Y el pobre Pinocho empezó a llorar tan fuerte que lo oían en cinco kilómetros a la redonda.

Geppetto, que de aquel enredado discurso sólo había entendido una cosa: que el muñeco estaba muerto de hambre; sacó del bolsillo tres peras y se las pasó, diciendo:

—Estas tres peras eran para mi comida, pero te las doy con mucho gusto.

Cómetelas y que te aprovechen.

—Si quiere que las coma, hágame el favor de pelarlas.

—¿Pelarlas? —replicó Geppetto, maravillado—. Nunca hubiera creído, hijo mío, que fueras tan melindroso y delicado de paladar.

¡Mala cosa! En este mundo hay que acostumbrarse desde pequeños a comer de todo, porque nunca se sabe lo que puede ocurrir. ¡Pasan tantas cosas!

—Quizá tenga usted razón —respondió Pinocho—. Pero nunca comeré una fruta que no esté pelada. No puedo soportar las cáscaras.

El buen Geppetto sacó un cuchillo y, armándose de santa paciencia, peló las tres peras y puso todas las cáscaras en una esquina de la mesa.

Una vez que Pinocho se comió en dos bocados la primera pera, hizo ademán de tirar el corazón; pero

Geppetto le sujetó el brazo, diciéndole:

—No lo tires; en este mundo, todo puede servir.

—¡La verdad que nunca me como el corazón! —gritó el muñeco, revolviéndose como una víbora.

—¿Quién sabe? ¡Pasan tantas cosas! —repitió Geppetto, sin acalorarse.

De modo que los corazones, en vez de ser arrojados por la ventana, quedaron en la esquina de la mesa, en compañía de las cáscaras.
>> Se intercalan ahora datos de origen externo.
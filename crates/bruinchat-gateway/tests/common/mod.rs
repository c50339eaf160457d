//! In-process harness: drives `serve_connection` over channel-backed socket
//! halves instead of a real WebSocket.

#![allow(clippy::unwrap_used)]
#![allow(clippy::expect_used)]
#![allow(clippy::panic)]
#![allow(dead_code)]

use std::convert::Infallible;
use std::sync::atomic::{AtomicUsize, Ordering};
use std::sync::Arc;
use std::time::Duration;

use async_trait::async_trait;
use axum::extract::ws::Message;
use chrono::{DateTime, Utc};
use futures_util::{sink, stream};
use jsonwebtoken::{encode, EncodingKey, Header};
use serde_json::Value;
use tokio::sync::mpsc;
use tokio::task::JoinHandle;

use bruinchat_core::error::{ChatError, Result};
use bruinchat_core::protocol::Id;
use bruinchat_gateway::auth::Claims;
use bruinchat_gateway::config::ReconnectMode;
use bruinchat_gateway::obs::GatewayMetrics;
use bruinchat_gateway::realtime::{Hub, SessionState};
use bruinchat_gateway::services::ChatService;
use bruinchat_gateway::store::{InMemoryMessageStore, MessageStore, NewMessage, StoredMessage};
use bruinchat_gateway::transport::session::{serve_connection, SessionConfig, SessionDeps};

pub const TEST_SECRET: &[u8] = b"test-secret";

pub const RECV_TIMEOUT: Duration = Duration::from_secs(2);

pub fn session_cfg() -> SessionConfig {
    SessionConfig {
        outbound_queue: 16,
        max_frame_bytes: 16384,
        ping_interval: Duration::from_secs(60),
        idle_timeout: Duration::from_secs(60),
        write_timeout: Duration::from_secs(1),
    }
}

pub fn deps_with(store: Arc<dyn MessageStore>, mode: ReconnectMode, cfg: SessionConfig) -> SessionDeps {
    let metrics = Arc::new(GatewayMetrics::default());
    SessionDeps {
        hub: Arc::new(Hub::with_metrics(mode, Arc::clone(&metrics))),
        chat: Arc::new(ChatService::new(store, Arc::clone(&metrics))),
        metrics,
        cfg,
    }
}

pub fn deps(store: Arc<dyn MessageStore>) -> SessionDeps {
    deps_with(store, ReconnectMode::ClosePrevious, session_cfg())
}

/// Client side of one in-process connection.
pub struct Client {
    pub user: String,
    to_server: Option<mpsc::UnboundedSender<Message>>,
    from_server: mpsc::UnboundedReceiver<Message>,
    task: JoinHandle<SessionState>,
}

/// Open a connection for `user`; frames written by the server land in the
/// returned client's inbox.
pub fn connect(deps: &SessionDeps, user: &str) -> Client {
    let (out_tx, out_rx) = mpsc::unbounded_channel::<Message>();
    let writer = Box::pin(sink::unfold(out_tx, |tx, msg: Message| async move {
        tx.send(msg).map_err(|_| "client went away".to_string())?;
        Ok::<_, String>(tx)
    }));
    spawn_client(deps, user, writer, out_rx)
}

/// Open a connection whose socket rejects every write.
pub fn connect_broken_writer(deps: &SessionDeps, user: &str) -> Client {
    let (_out_tx, out_rx) = mpsc::unbounded_channel::<Message>();
    let writer = Box::pin(sink::unfold((), |(), _msg: Message| async move {
        Err::<(), String>("connection reset".to_string())
    }));
    spawn_client(deps, user, writer, out_rx)
}

/// Open a connection whose socket accepts no write ever again.
pub fn connect_stalled_writer(deps: &SessionDeps, user: &str) -> Client {
    let (_out_tx, out_rx) = mpsc::unbounded_channel::<Message>();
    let writer = Box::pin(sink::unfold((), |(), _msg: Message| async move {
        std::future::pending::<std::result::Result<(), String>>().await
    }));
    spawn_client(deps, user, writer, out_rx)
}

fn spawn_client<W>(deps: &SessionDeps, user: &str, writer: W, from_server: mpsc::UnboundedReceiver<Message>) -> Client
where
    W: futures_util::Sink<Message, Error = String> + Unpin + Send + 'static,
{
    let (in_tx, in_rx) = mpsc::unbounded_channel::<Message>();
    let reader = Box::pin(stream::unfold(in_rx, |mut rx| async move {
        rx.recv().await.map(|m| (Ok::<_, Infallible>(m), rx))
    }));

    let task = tokio::spawn(serve_connection(deps.clone(), user.to_string(), reader, writer));

    Client {
        user: user.to_string(),
        to_server: Some(in_tx),
        from_server,
        task,
    }
}

impl Client {
    pub fn send_raw(&self, frame: Message) {
        if let Some(tx) = &self.to_server {
            let _ = tx.send(frame);
        }
    }

    pub fn send_json(&self, v: Value) {
        self.send_raw(Message::Text(v.to_string()));
    }

    /// Next text frame from the server, skipping heartbeats.
    pub async fn recv_json(&mut self) -> Value {
        loop {
            let msg = tokio::time::timeout(RECV_TIMEOUT, self.from_server.recv())
                .await
                .expect("timed out waiting for a server frame")
                .expect("server side closed");
            match msg {
                Message::Text(s) => return serde_json::from_str(&s).expect("server sent invalid json"),
                Message::Ping(_) | Message::Pong(_) => continue,
                other => panic!("unexpected frame: {other:?}"),
            }
        }
    }

    /// Whether a heartbeat ping shows up before the receive timeout.
    pub async fn next_ping(&mut self) -> bool {
        loop {
            match tokio::time::timeout(RECV_TIMEOUT, self.from_server.recv()).await {
                Ok(Some(Message::Ping(_))) => return true,
                Ok(Some(_)) => continue,
                Err(_) | Ok(None) => return false,
            }
        }
    }

    /// Assert no text frame arrives within `window`.
    pub async fn expect_silence(&mut self, window: Duration) {
        let deadline = tokio::time::Instant::now() + window;
        loop {
            match tokio::time::timeout_at(deadline, self.from_server.recv()).await {
                Err(_) | Ok(None) => return,
                Ok(Some(Message::Text(s))) => panic!("unexpected text frame: {s}"),
                Ok(Some(_)) => continue,
            }
        }
    }

    /// Wait for the server side of this connection to finish on its own.
    pub async fn finished(self) -> SessionState {
        let Client { task, to_server, .. } = self;
        let state = tokio::time::timeout(RECV_TIMEOUT, task)
            .await
            .expect("session did not finish")
            .expect("session task panicked");
        drop(to_server);
        state
    }

    /// Hang up from the client side and wait for teardown.
    pub async fn hang_up(mut self) -> SessionState {
        self.to_server.take();
        self.finished().await
    }
}

/// Poll until `cond` holds.
pub async fn wait_until(mut cond: impl FnMut() -> bool) {
    let deadline = tokio::time::Instant::now() + RECV_TIMEOUT;
    while !cond() {
        assert!(tokio::time::Instant::now() < deadline, "condition not reached in time");
        tokio::time::sleep(Duration::from_millis(5)).await;
    }
}

/// Wait until `user` is registered with a session that is past `Registered`.
pub async fn wait_active(deps: &SessionDeps, user: &str) {
    let hub = Arc::clone(&deps.hub);
    wait_until(|| {
        hub.lookup(user)
            .map(|s| s.state() == SessionState::Active)
            .unwrap_or(false)
    })
    .await;
}

pub fn chat(conversation: i64, sender: i64, receiver: i64, content: &str) -> Value {
    serde_json::json!({
        "type": "message",
        "conversation_id": conversation,
        "sender_id": sender,
        "receiver_id": receiver,
        "content": content,
    })
}

/// Store whose writes always fail.
pub struct FailingStore;

#[async_trait]
impl MessageStore for FailingStore {
    async fn save_message(&self, _msg: NewMessage) -> Result<StoredMessage> {
        Err(ChatError::Storage("database unavailable".into()))
    }

    async fn touch_conversation(&self, _id: &Id, _last: &str, _at: DateTime<Utc>) -> Result<()> {
        Err(ChatError::Storage("database unavailable".into()))
    }
}

/// HS256 token for `user_id` expiring `exp_offset_secs` from now.
pub fn token(user_id: &str, exp_offset_secs: i64, secret: &[u8]) -> String {
    let now = Utc::now().timestamp();
    let claims = Claims {
        user_id: user_id.to_string(),
        email: format!("{user_id}@ucla.edu"),
        exp: now + exp_offset_secs,
        iat: now,
    };
    encode(&Header::default(), &claims, &EncodingKey::from_secret(secret)).unwrap()
}

/// Store that fails its first `n` saves, then behaves like the in-memory one.
pub struct FlakyStore {
    failures_left: AtomicUsize,
    attempts: AtomicUsize,
    inner: InMemoryMessageStore,
}

impl FlakyStore {
    pub fn failing_first(n: usize) -> Self {
        Self {
            failures_left: AtomicUsize::new(n),
            attempts: AtomicUsize::new(0),
            inner: InMemoryMessageStore::new(),
        }
    }

    pub fn attempts(&self) -> usize {
        self.attempts.load(Ordering::SeqCst)
    }
}

#[async_trait]
impl MessageStore for FlakyStore {
    async fn save_message(&self, msg: NewMessage) -> Result<StoredMessage> {
        self.attempts.fetch_add(1, Ordering::SeqCst);
        let failing = self
            .failures_left
            .fetch_update(Ordering::SeqCst, Ordering::SeqCst, |n| n.checked_sub(1))
            .is_ok();
        if failing {
            return Err(ChatError::Storage("connection reset by peer".into()));
        }
        self.inner.save_message(msg).await
    }

    async fn touch_conversation(&self, id: &Id, last: &str, at: DateTime<Utc>) -> Result<()> {
        self.inner.touch_conversation(id, last, at).await
    }
}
Cuando hubo comido, o mejor dicho, devorado las tres peras, Pinocho abrió la boca en un larguísimo bostezo y dijo, lloriqueando:

—¡Tengo más hambre!

—Pero yo, hijo mío, no tengo más que darte.

—¿Nada de nada?

—Solamente estas cáscaras y estos corazones de las peras.

—¡Paciencia! —dijo Pinocho—. Si no hay otra cosa, comeré una cáscara.

Y empezó a masticar. Al principio torció un poco la boca; pero luego se tragó en un minuto las cáscaras, una detrás de otra. Después de las cáscaras fueron los corazones y cuando hubo acabado de comerse todo se golpeó muy contento el cuerpo con las manos y dijo, alegremente:

—¡Ahora sí que estoy a gusto!

—Ya vez —dijo Geppetto— que tenía razón cuando te decía que no hay que ser demasiado escrupuloso, ni demasiado delicado de paladar. Querido,

nunca se sabe lo que puede ocurrir en este mundo. ¡Pasan tantas cosas!